BEGIN EXTRACTED RECORDS
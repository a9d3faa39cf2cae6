//! The `categories`, `posts` and `articles` collections and `category-block`.

use blockhook_model::{
    FieldDefinition, FieldHook, HookContext, HookError, ModelResult, SchemaRegistry, Shape,
};
use serde_json::{Value, json};
use std::sync::Arc;
use tracing::info;

/// A hook that logs the value it sees and passes it through unchanged.
pub fn logging_hook(label: &'static str) -> Arc<dyn FieldHook> {
    Arc::new(move |value: Value, ctx: &HookContext| {
        info!("{} {} hook fired with value: {}", label, ctx.stage, value);
        Ok::<Value, HookError>(value)
    })
}

pub fn categories() -> Shape {
    Shape::collection("categories")
        .title_field("name")
        .field(FieldDefinition::text("name").required())
        .field(FieldDefinition::text("description"))
}

pub fn category_block() -> Shape {
    Shape::block("category-block")
        .field(
            FieldDefinition::relationship("category", "categories")
                .required()
                .with_hook_on_all_stages(logging_hook("CategoryBlock.category")),
        )
        .field(FieldDefinition::text("description"))
}

pub fn posts() -> Shape {
    Shape::collection("posts")
        .title_field("title")
        .field(FieldDefinition::text("title").required())
        .field(
            FieldDefinition::relationship("category", "categories")
                .with_hook_on_all_stages(logging_hook("Posts.category")),
        )
}

pub fn articles() -> Shape {
    Shape::collection("articles")
        .title_field("title")
        .field(FieldDefinition::text("title").required())
        .field(FieldDefinition::rich_text("content", &["category-block"]))
}

/// All fixture shapes, validated and ready to share.
pub fn registry() -> ModelResult<Arc<SchemaRegistry>> {
    let mut registry = SchemaRegistry::new();
    registry.register_collection(categories())?;
    registry.register_collection(posts())?;
    registry.register_collection(articles())?;
    registry.register_block(category_block())?;
    registry.seal()
}

pub fn post_data(title: &str, category: &Value) -> Value {
    json!({
        "title": title,
        "category": category,
    })
}

/// An article whose content embeds one `category-block`.
pub fn article_data(title: &str, category: &Value) -> Value {
    json!({
        "title": title,
        "content": {
            "root": {
                "type": "root",
                "children": [{
                    "type": "block",
                    "version": 2,
                    "fields": {
                        "blockType": "category-block",
                        "category": category,
                        "description": "A category block"
                    }
                }],
                "direction": "ltr",
                "format": "",
                "indent": 0,
                "version": 1
            }
        }
    })
}
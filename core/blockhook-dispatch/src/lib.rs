//! Field hook dispatcher for blockhook.
//!
//! Given a lifecycle stage, a document's JSON data and the shape it conforms
//! to, [`Dispatcher::run_stage`] calls every registered field hook in
//! declaration order and descends depth-first into nested block instances
//! (rich-text `block` nodes and `blocks` array entries). Every stage takes the
//! same path, so nested fields see exactly the hooks top-level fields see.
//!
//! Each operation carries an [`OperationContext`] whose [`CallLog`] records
//! every invocation; callers inspect the log instead of global counters.

mod call_log;
mod config;
mod dispatcher;
mod error;
mod validate;
mod walk;

pub use call_log::{CallLog, InvocationOutcome, InvocationRecord, OperationContext};
pub use config::{DispatchConfig, FailureMode};
pub use dispatcher::Dispatcher;
pub use error::{
    ConfigError, DispatchError, DispatchResult, HookExecutionError, ValidationError,
};
pub use validate::Validator;
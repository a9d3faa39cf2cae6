//! Shared collections for lifecycle tests.

#![allow(dead_code)]

use blockhook_dispatch::DispatchConfig;
use blockhook_model::{FieldDefinition, HookContext, HookStage, SchemaRegistry, Shape};
use blockhook_runtime::ContentRuntime;
use serde_json::{Value, json};
use std::sync::Arc;

pub fn observed(field: FieldDefinition) -> FieldDefinition {
    HookStage::ALL.iter().fold(field, |f, stage| {
        f.with_hook(*stage, |v: Value, _: &HookContext| Ok(v))
    })
}

pub fn registry_with(extra_block_field: Option<FieldDefinition>) -> Arc<SchemaRegistry> {
    let mut block = Shape::block("category-block")
        .field(observed(FieldDefinition::relationship("category", "categories")).required())
        .field(FieldDefinition::text("description"));
    if let Some(field) = extra_block_field {
        block = block.field(field);
    }

    let mut registry = SchemaRegistry::new();
    registry
        .register_collection(
            Shape::collection("posts")
                .field(FieldDefinition::text("title").required())
                .field(observed(FieldDefinition::relationship("category", "categories"))),
        )
        .unwrap();
    registry
        .register_collection(
            Shape::collection("articles")
                .field(FieldDefinition::text("title").required())
                .field(FieldDefinition::rich_text("content", &["category-block"])),
        )
        .unwrap();
    registry.register_block(block).unwrap();
    registry.seal().unwrap()
}

/// Routes runtime logs to the test harness; `RUST_LOG=debug` shows hook calls.
pub fn init_tracing() {
    let _ = tracing_subscriber::fmt()
        .with_env_filter(tracing_subscriber::EnvFilter::from_default_env())
        .with_test_writer()
        .try_init();
}

pub fn runtime() -> ContentRuntime {
    init_tracing();
    ContentRuntime::in_memory(registry_with(None), DispatchConfig::default())
}

pub fn article_data(title: &str, category: i64) -> Value {
    json!({
        "title": title,
        "content": {
            "root": {
                "type": "root",
                "children": [{
                    "type": "block",
                    "version": 2,
                    "fields": {
                        "blockType": "category-block",
                        "category": category,
                        "description": "A category block"
                    }
                }],
                "direction": "ltr",
                "format": "",
                "indent": 0,
                "version": 1
            }
        }
    })
}

pub const BLOCK_CATEGORY: &str = "/content/root/children/0/fields/category";
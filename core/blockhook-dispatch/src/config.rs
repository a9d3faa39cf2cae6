//! Dispatch configuration, read from the `[dispatch]` table of a TOML file.
//!
//! ```toml
//! [dispatch]
//! failure-mode = "continue"
//! max-depth = 8
//! log-values = true
//! ```

use crate::ConfigError;
use serde::{Deserialize, Serialize};
use std::fmt;
use std::path::Path;
use std::str::FromStr;
use tracing::{info, warn};

/// What happens when a hook returns `HookError::Failed`.
///
/// Rejections always stop the operation regardless of this setting.
#[derive(Debug, Clone, Copy, Default, PartialEq, Eq, Serialize, Deserialize)]
#[serde(rename_all = "lowercase")]
pub enum FailureMode {
    #[default]
    /// Stop the stage and fail the operation.
    Abort,
    /// Record the failure, keep the field's pre-hook value and move on to the
    /// next field.
    Continue,
}

impl FromStr for FailureMode {
    type Err = ConfigError;

    fn from_str(s: &str) -> Result<Self, Self::Err> {
        match s.to_ascii_lowercase().as_str() {
            "abort" => Ok(FailureMode::Abort),
            "continue" => Ok(FailureMode::Continue),
            other => Err(ConfigError::Invalid(format!("unknown failure mode '{other}'"))),
        }
    }
}

impl fmt::Display for FailureMode {
    fn fmt(&self, f: &mut fmt::Formatter<'_>) -> fmt::Result {
        f.write_str(match self {
            FailureMode::Abort => "abort",
            FailureMode::Continue => "continue",
        })
    }
}

/// Dispatcher settings.
#[derive(Debug, Clone, PartialEq, Eq, Serialize, Deserialize)]
#[serde(rename_all = "kebab-case")]
pub struct DispatchConfig {
    #[serde(default)]
    pub failure_mode: FailureMode,
    /// Deepest block nesting accepted; collection fields are depth 0.
    #[serde(default = "default_max_depth")]
    pub max_depth: usize,
    /// Include hook input/output values in debug logs.
    #[serde(default)]
    pub log_values: bool,
}

fn default_max_depth() -> usize {
    16
}

impl Default for DispatchConfig {
    fn default() -> Self {
        Self {
            failure_mode: FailureMode::default(),
            max_depth: default_max_depth(),
            log_values: false,
        }
    }
}

/// Raw TOML structure of the config file.
#[derive(Deserialize, Default)]
struct ConfigFile {
    #[serde(default)]
    dispatch: DispatchConfig,
}

impl DispatchConfig {
    /// Parses a config from TOML text.
    pub fn from_toml_str(contents: &str) -> Result<Self, ConfigError> {
        let file: ConfigFile = toml::from_str(contents)?;
        if file.dispatch.max_depth == 0 {
            return Err(ConfigError::Invalid("max-depth must be at least 1".into()));
        }
        Ok(file.dispatch)
    }

    /// Reads and parses a config file, returning any error.
    pub fn try_load_from(path: &Path) -> Result<Self, ConfigError> {
        let contents = std::fs::read_to_string(path)?;
        Self::from_toml_str(&contents)
    }

    /// Reads a config file, falling back to defaults when it is missing or
    /// unreadable.
    pub fn load_from(path: &Path) -> Self {
        if !path.exists() {
            info!("No dispatch config at {:?}, using defaults", path);
            return Self::default();
        }

        match Self::try_load_from(path) {
            Ok(config) => {
                info!("Loaded dispatch config from {:?}", path);
                config
            }
            Err(e) => {
                warn!("Failed to load dispatch config {:?}: {}. Using defaults.", path, e);
                Self::default()
            }
        }
    }
}
use blockhook_types::DocumentId;
use proptest::prelude::*;
use std::collections::HashSet;
use std::str::FromStr;

// ── DocumentId ────────────────────────────────────────────────────

#[test]
fn document_id_new_is_unique() {
    let a = DocumentId::new();
    let b = DocumentId::new();
    assert_ne!(a, b);
}

#[test]
fn document_id_from_uuid_keeps_uuid() {
    let uuid = uuid::Uuid::now_v7();
    let id = DocumentId::from_uuid(uuid);
    assert_eq!(id.as_uuid(), uuid);
}

#[test]
fn document_id_display_and_parse() {
    let id = DocumentId::new();
    let parsed = DocumentId::parse(&id.to_string()).unwrap();
    assert_eq!(id, parsed);
}

#[test]
fn document_id_from_str() {
    let id = DocumentId::new();
    let parsed: DocumentId = DocumentId::from_str(&id.to_string()).unwrap();
    assert_eq!(id, parsed);
}

#[test]
fn document_id_parse_invalid() {
    assert!(DocumentId::parse("not-a-uuid").is_err());
    assert!(DocumentId::from_str("7").is_err());
}

#[test]
fn document_id_default_is_unique() {
    assert_ne!(DocumentId::default(), DocumentId::default());
}

#[test]
fn document_id_hash_and_eq() {
    let id = DocumentId::new();
    let mut set = HashSet::new();
    set.insert(id);
    set.insert(id);
    assert_eq!(set.len(), 1);
}

#[test]
fn document_id_serializes_as_bare_string() {
    let id = DocumentId::new();
    let json = serde_json::to_value(id).unwrap();
    assert_eq!(json, serde_json::Value::String(id.to_string()));
}

#[test]
fn document_ids_are_time_ordered() {
    let first = DocumentId::new();
    std::thread::sleep(std::time::Duration::from_millis(2));
    let second = DocumentId::new();
    assert!(first < second);
}

proptest! {
    #[test]
    fn any_uuid_survives_display_parse(bits in any::<u128>()) {
        let id = DocumentId::from_uuid(uuid::Uuid::from_u128(bits));
        prop_assert_eq!(DocumentId::parse(&id.to_string()).unwrap(), id);
    }
}

#[test]
fn document_id_parse_error_is_crate_error() {
    let err = DocumentId::parse("not-a-uuid").unwrap_err();
    assert!(matches!(err, blockhook_types::Error::InvalidUuid(_)));
    assert!(err.to_string().starts_with("invalid UUID"));
}
//! Error types for hook dispatch and validation.

use blockhook_model::HookStage;
use thiserror::Error;

/// Result type for dispatch operations.
pub type DispatchResult<T> = Result<T, DispatchError>;

/// A value failed validation. Names the offending field.
#[derive(Debug, Clone, PartialEq, Eq, Error)]
#[error("validation failed for '{shape}.{field}' at {path}: {message}")]
pub struct ValidationError {
    pub shape: String,
    pub field: String,
    /// JSON pointer from the document root.
    pub path: String,
    pub message: String,
}

/// A hook raised an error or rejected a value outside `beforeValidate`.
#[derive(Debug, Clone, PartialEq, Eq, Error)]
#[error("{stage} hook on '{shape}.{field}' at {path} failed: {reason}")]
pub struct HookExecutionError {
    pub stage: HookStage,
    pub shape: String,
    pub field: String,
    pub path: String,
    pub reason: String,
}

/// Errors that stop a dispatch pass.
#[derive(Debug, Clone, PartialEq, Eq, Error)]
pub enum DispatchError {
    #[error(transparent)]
    Validation(#[from] ValidationError),

    #[error(transparent)]
    Hook(#[from] HookExecutionError),

    /// A nested instance names a block that is not registered.
    #[error("unknown block type '{block_type}' at {path}")]
    UnknownBlock { block_type: String, path: String },

    /// A nested instance names a registered block the field does not allow.
    #[error("block type '{block_type}' is not allowed in field '{field}' at {path}")]
    BlockNotAllowed {
        block_type: String,
        field: String,
        path: String,
    },

    /// A rich-text block node without an object under `fields`, or a
    /// non-object entry in a blocks array.
    #[error("block instance in field '{field}' at {path} is missing or not an object")]
    MalformedBlock { field: String, path: String },

    /// A nested instance has no `blockType` key.
    #[error("block instance at {path} has no blockType")]
    MissingBlockType { path: String },

    /// A shape instance is not a JSON object.
    #[error("instance of '{shape}' at {path} is not an object")]
    NotAnObject { shape: String, path: String },

    /// Nested content goes deeper than the configured limit.
    #[error("nesting deeper than {max_depth} levels at {path}")]
    DepthExceeded { max_depth: usize, path: String },
}

impl DispatchError {
    /// The stage a hook failure happened in, if this is a hook failure.
    pub fn stage(&self) -> Option<HookStage> {
        match self {
            DispatchError::Hook(e) => Some(e.stage),
            _ => None,
        }
    }
}

/// Errors loading a dispatch config file.
#[derive(Debug, Error)]
pub enum ConfigError {
    #[error("failed to read config: {0}")]
    Io(#[from] std::io::Error),

    #[error("failed to parse config: {0}")]
    Parse(#[from] toml::de::Error),

    #[error("invalid config: {0}")]
    Invalid(String),
}
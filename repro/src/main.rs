//! Field hooks in rich-text blocks: scenario runner
//!
//! Creates, reads and duplicates a `posts` document (relationship field at the
//! top level) and an `articles` document (the same field inside a
//! `category-block` embedded in rich text), then reports which field hooks
//! fired for each operation.
//!
//! Usage:
//!   blockhook-repro --failure-mode continue --json

use anyhow::{Context, Result};
use blockhook_dispatch::{DispatchConfig, FailureMode};
use blockhook_repro::{fixtures, run_all};
use blockhook_runtime::ContentRuntime;
use clap::Parser;
use std::path::PathBuf;
use tracing::{Level, info};
use tracing_subscriber::FmtSubscriber;

#[derive(Parser, Debug)]
#[command(name = "blockhook-repro")]
#[command(about = "Report which field hooks fire for top-level and block-nested fields")]
struct Args {
    /// Path to a TOML file with a [dispatch] table
    #[arg(short, long)]
    config: Option<PathBuf>,

    /// Override the configured hook failure mode (abort | continue)
    #[arg(long)]
    failure_mode: Option<FailureMode>,

    /// Print the report as JSON, including the per-operation call logs
    #[arg(long)]
    json: bool,

    /// Enable verbose debug logging
    #[arg(short, long)]
    verbose: bool,
}

fn main() -> Result<()> {
    let args = Args::parse();
    let log_level = if args.verbose { Level::DEBUG } else { Level::INFO };
    FmtSubscriber::builder()
        .with_max_level(log_level)
        .with_target(false)
        .with_writer(std::io::stderr)
        .compact()
        .init();

    let mut config = match &args.config {
        Some(path) => DispatchConfig::try_load_from(path)
            .with_context(|| format!("Failed to load config from {}", path.display()))?,
        None => DispatchConfig::default(),
    };
    if let Some(mode) = args.failure_mode {
        config.failure_mode = mode;
    }
    info!(
        "Dispatch config: failure-mode={}, max-depth={}",
        config.failure_mode, config.max_depth
    );

    let registry = fixtures::registry().context("Fixture schema is invalid")?;
    let runtime = ContentRuntime::in_memory(registry, config);
    let report = run_all(&runtime);

    if args.json {
        let out = serde_json::to_string_pretty(&report).context("Failed to encode report")?;
        println!("{}", out);
    } else {
        print!("{}", report);
    }

    if !report.passed() {
        std::process::exit(1);
    }
    Ok(())
}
END EXTRACTED RECORDS
## EXERCISE GOAL:
Transcribe only, please, the lines from the first line of the records through the line with "An article whose". Both of those lines are included.

## OUTPUT FOR THIS EXERCISE:
repository a9d3faa39cf2cae6
//! The `categories`, `posts` and `articles` collections and `category-block`.

use blockhook_model::{
    FieldDefinition, FieldHook, HookContext, HookError, ModelResult, SchemaRegistry, Shape,
};
use serde_json::{Value, json};
use std::sync::Arc;
use tracing::info;

/// A hook that logs the value it sees and passes it through unchanged.
pub fn logging_hook(label: &'static str) -> Arc<dyn FieldHook> {
    Arc::new(move |value: Value, ctx: &HookContext| {
        info!("{} {} hook fired with value: {}", label, ctx.stage, value);
        Ok::<Value, HookError>(value)
    })
}

pub fn categories() -> Shape {
    Shape::collection("categories")
        .title_field("name")
        .field(FieldDefinition::text("name").required())
        .field(FieldDefinition::text("description"))
}

pub fn category_block() -> Shape {
    Shape::block("category-block")
        .field(
            FieldDefinition::relationship("category", "categories")
                .required()
                .with_hook_on_all_stages(logging_hook("CategoryBlock.category")),
        )
        .field(FieldDefinition::text("description"))
}

pub fn posts() -> Shape {
    Shape::collection("posts")
        .title_field("title")
        .field(FieldDefinition::text("title").required())
        .field(
            FieldDefinition::relationship("category", "categories")
                .with_hook_on_all_stages(logging_hook("Posts.category")),
        )
}

pub fn articles() -> Shape {
    Shape::collection("articles")
        .title_field("title")
        .field(FieldDefinition::text("title").required())
        .field(FieldDefinition::rich_text("content", &["category-block"]))
}

/// All fixture shapes, validated and ready to share.
pub fn registry() -> ModelResult<Arc<SchemaRegistry>> {
    let mut registry = SchemaRegistry::new();
    registry.register_collection(categories())?;
    registry.register_collection(posts())?;
    registry.register_collection(articles())?;
    registry.register_block(category_block())?;
    registry.seal()
}

pub fn post_data(title: &str, category: &Value) -> Value {
    json!({
        "title": title,
        "category": category,
    })
}

/// An article whose content embeds one `category-block`.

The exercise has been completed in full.